"Star Trek Page 12 (2002)"






Tsunade:
Late night cable ads of the future... "Hot Klingon babes want to talk to you! All live all night long!"


evetsggod:
Doublemint ads- of THE FUTURE!


GlitterRock:
"We are the Metrons-- ah, damn... you're that other captain, aren't you?"


Dr_Erhardt:
SURFACE! SURFACE!!!


GlitterRock:
Visit scenic Aldaraan.


evetsggod:
Hmmm, I don't get this "rocking out" business...


tree_hugger:
The stage lighting is out of control, save yourself!


teambanzai:
Hmm?


LongLiveRock:
Hey, It's that action figure set I got on Ebay


LongLiveRock:
The Password is...


LongLiveRock:
Kinda ranks up there with Mick Jagger and David Hasselhoff


Richer:
"Ohh dammit, I stepped in a pile of fish crap."


MrAtomik:
"Polaroid camera deployed and ready Captain." "Great, Mr.

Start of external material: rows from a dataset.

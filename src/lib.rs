// Allow unwrap and unreadable literals in tests (test code is not production)
#![cfg_attr(test, allow(clippy::unwrap_used))]
#![cfg_attr(test, allow(clippy::unreadable_literal))]
//! Dicewalk: a deterministic core for dice-driven board roguelites.
//!
//! A hero walks a closed path of nodes, paying stamina for each dice roll,
//! picking up gold on the way, spending gold on randomized stat upgrades,
//! and wearing down enemies by draining their stamina. Rendering, dice
//! physics and audio live outside this crate; it consumes settled die faces
//! and reports every state change as a [`GameEvent`].
//!
//! # Architecture
//!
//! ```text
//! ┌─────────────────────────────────────┐
//! │   Simulator / Replay / Batch (sim)  │
//! ├─────────────────────────────────────┤
//! │   Session turn machine (game)       │
//! ├─────────────────────────────────────┤
//! │ Dice │ Path │ Pools │ Upgrades │ AI │
//! └─────────────────────────────────────┘
//! ```

pub mod error;
pub mod game;
pub mod sim;

pub use error::{Activity, CoreError, CoreResult};

// Re-export key game types at crate root for convenience
pub use game::{
    EventLog, EventSink, GameEvent, Path, PathWalker, ResourcePool, RollOutcome, Session,
    SessionConfig, UpgradeSelector,
};
//! CLI command implementations for dicewalk.

pub(crate) mod batch;
pub(crate) mod replay;
pub(crate) mod run;
pub(crate) mod validate;

mod output;

use clap::ValueEnum;
use dicewalk::game::{ConfigError, SessionConfig};
use dicewalk::sim::{SimConfig, SimError};
use std::error::Error;
use std::fmt;
use std::path::Path;

/// Output format for the `run` and `replay` commands.
#[derive(Debug, Clone, Copy, PartialEq, Eq, ValueEnum)]
pub(crate) enum OutputFormat {
    /// Human-readable text output.
    Text,
    /// Machine-readable JSON output.
    Json,
    /// Event journal as JSON lines.
    Events,
}

/// Output format for the `batch` command.
#[derive(Debug, Clone, Copy, PartialEq, Eq, ValueEnum)]
pub(crate) enum BatchFormat {
    /// Human-readable text output.
    Text,
    /// Machine-readable JSON output.
    Json,
    /// CSV format.
    Csv,
}

/// CLI error type.
#[derive(Debug)]
pub(crate) struct CliError {
    message: String,
}

impl CliError {
    /// Create a new CLI error.
    pub(crate) fn new(message: impl Into<String>) -> Self {
        Self {
            message: message.into(),
        }
    }
}

impl fmt::Display for CliError {
    fn fmt(&self, f: &mut fmt::Formatter<'_>) -> fmt::Result {
        write!(f, "{}", self.message)
    }
}

impl Error for CliError {}

impl From<SimError> for CliError {
    fn from(e: SimError) -> Self {
        Self::new(e.to_string())
    }
}

impl From<ConfigError> for CliError {
    fn from(e: ConfigError) -> Self {
        Self::new(e.to_string())
    }
}

/// Read a configuration file.
///
/// Accepts either a full simulator config or a bare session config; the
/// latter runs with the default autoplayer settings.
pub(crate) fn read_config(path: &Path) -> Result<SimConfig, ConfigError> {
    match SimConfig::load(path) {
        Err(ConfigError::Parse(sim_err)) => match SessionConfig::load(path) {
            Ok(session) => Ok(SimConfig {
                session,
                ..SimConfig::default()
            }),
            Err(ConfigError::Parse(_)) => Err(ConfigError::Parse(sim_err)),
            Err(e) => Err(e),
        },
        other => other,
    }
}

/// Load the config file if given, then apply command-line overrides.
pub(crate) fn resolve_config(
    path: Option<&Path>,
    turns: Option<u32>,
    max_time: Option<f64>,
) -> Result<SimConfig, CliError> {
    let mut config = match path {
        Some(path) => read_config(path).map_err(|e| {
            CliError::new(format!("Failed to load {}: {e}", path.display()))
        })?,
        None => SimConfig::default(),
    };
    if let Some(turns) = turns {
        config.max_turns = turns;
    }
    if let Some(max_time) = max_time {
        config.max_time = max_time;
    }
    config
        .validate()
        .map_err(|e| CliError::new(e.to_string()))?;
    Ok(config)
}

/// Use the given seed, or derive one from the clock.
#[allow(clippy::cast_possible_truncation)]
pub(crate) fn seed_or_clock(seed: Option<u64>) -> u64 {
    seed.unwrap_or_else(|| {
        use std::time::{SystemTime, UNIX_EPOCH};
        SystemTime::now()
            .duration_since(UNIX_EPOCH)
            .map(|d| d.as_nanos() as u64)
            .unwrap_or(42)
    })
}

#[cfg(test)]
mod tests {
    use super::*;

    #[test]
    fn test_session_only_file_is_accepted() {
        let dir = tempfile::tempdir().unwrap();
        let path = dir.path().join("session.json");
        std::fs::write(&path, r#"{ "roll_cost": 20 }"#).unwrap();

        let config = read_config(&path).unwrap();
        assert_eq!(config.session.roll_cost, 20);
        assert_eq!(config.max_turns, SimConfig::default().max_turns);
    }

    #[test]
    fn test_sim_file_and_overrides() {
        let dir = tempfile::tempdir().unwrap();
        let path = dir.path().join("sim.json");
        std::fs::write(&path, r#"{ "max_turns": 7, "session": { "dice_count": 3 } }"#).unwrap();

        let config = resolve_config(Some(&path), None, Some(60.0)).unwrap();
        assert_eq!(config.max_turns, 7);
        assert_eq!(config.session.dice_count, 3);
        assert!((config.max_time - 60.0).abs() < f64::EPSILON);
    }

    #[test]
    fn test_garbage_file_reports_parse_error() {
        let dir = tempfile::tempdir().unwrap();
        let path = dir.path().join("bad.json");
        std::fs::write(&path, "not json").unwrap();
        assert!(matches!(read_config(&path), Err(ConfigError::Parse(_))));
    }

    #[test]
    fn test_override_is_validated() {
        assert!(resolve_config(None, None, Some(-1.0)).is_err());
    }
}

Sulu, I need a new passport photo."


KennyBoy:
Nothing is more embarrassing to a Starfleet captain than when his starship is caught sniffing another starship's butt.


Mr_Grant:
Space according to Pat Robertson-- "Age: 8000 years. Volume: Finite. Number of planets with life God cares about: 1. Denominations on that planet God cares about: 1."


MrAtomik:
but on the other hand, she NEVER loses her keychain that way.


Mr_Grant:
Uh oh, Smith's head materialized around a power cable. Again.


CrazyBob:
Scotty, take a look at that drain pipe, wouldja? The Captain's lounge has been smelling a little funky lately.